Peak - Transition Week -Sunday
Macrocycle: “There’s Something About Mary-thon” - Week 21 of 25
Mesocycle: Peak Transition Week
Minicycle: Week 1 of 1
IN ADDITION TO THE MOBILITY WE DO IN CLASS,
Perform 10+ Minutes of Mobility, at Home, Every Day
Your lifestyle habits are what make you are fit, functional, and healthy.
Section 1
Part 1
4 Rounds FIIT (16 Stations)
Starting At Any Station
A)
20sec AMRAP
Strict Pull-ups
——40sec Rest——
B)
20sec AMRAP
Double DB Bench Press (Heavy)
——40sec Rest——
C)
20sec AMRAP
Row (Hard)
——40sec Rest——
D)
20sec AMRAP
20sec Air Bike (Hard)
——40sec Rest——
Part 2 (4min Rest After Part 1 Ends)
3 Rounds FIIT
Starting At Any Station
A)
40sec AMRAP
Ring Rows
——20sec Rest——
B)
40sec AMRAP
Push-ups (Heavy)
——20sec Rest——
C)
40sec AMRAP
Row (*)
——20sec Rest——
D)
40sec AMRAP
20sec Air Bike (*)
——20sec Rest——
*Round 1: Easy Pace
Round 2: Medium Pace
Round 3: Hard Effort
Easy = A pace that, when fresh, could be maintained for 2 hours.

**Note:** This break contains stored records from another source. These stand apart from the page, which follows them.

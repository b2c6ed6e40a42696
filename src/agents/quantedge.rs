use std::sync::Arc;

use serde_json::Value;

use super::FnCapability;
use crate::domains::agent::AgentDefinition;

pub const ID: &str = "quantedge";
pub const DISPLAY_NAME: &str = "QuantEdge";

const INSTRUCTIONS: &str = "\
You are QuantEdge, a precise quant researcher:
1. Use `fetch_quantsignal_data` for market signals.
2. Use `analyze_quant_models` to assess strategies.
3. Use `summarize_edge_cases` for anomalies.
Output should resemble a quant research digest with clear metrics.";

const SIGNALS: &str = "\
Quant Signals:
- MACD bullish crossover on SPY
- High volatility alert on TSLA
- RSI oversold on AAPL";

const MODEL_ANALYSIS: &str = "\
Quant Model Analysis:
- Sharpe Ratio: 1.42
- Max Drawdown: 7.5%
- Annualized Alpha: 3.1%";

const EDGE_CASES: &str = "\
Edge Case Summary:
- Anomaly in BTC volatility spike (20% in 1 day)
- Unexpected drawdown in momentum strategy";

pub fn definition() -> AgentDefinition {
    AgentDefinition {
        id: ID,
        display_name: DISPLAY_NAME,
        instructions: INSTRUCTIONS.to_string(),
        default_prompt: "Give me today's market update".to_string(),
        capabilities: vec![
            Arc::new(FnCapability::new(
                "fetch_quantsignal_data",
                "Fetch recent quant signal data including indicators, volatility and asset targets",
                |_| Ok(Value::String(SIGNALS.to_string())),
            )),
            Arc::new(
                FnCapability::new(
                    "analyze_quant_models",
                    "Analyze quant models and return Sharpe ratio, drawdown and alpha",
                    |_| Ok(Value::String(MODEL_ANALYSIS.to_string())),
                )
                .with_text_arg("data", "Signals from fetch_quantsignal_data"),
            ),
            Arc::new(FnCapability::new(
                "summarize_edge_cases",
                "Summarize anomalies detected in quant data",
                |_| Ok(Value::String(EDGE_CASES.to_string())),
            )),
        ],
    }
}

Medium = A pace that, when fresh, could be maintained for 20min - 1 hr.
Hard = Fastest maintainable pace for the prescribed distance or time.
Article: Cardio Pacing Tables
Open Gym - Upper Body Muscle Building Option
On transition weeks, there is no upper body muscle building option.
Complete the normal Saturday and/or Sunday classes.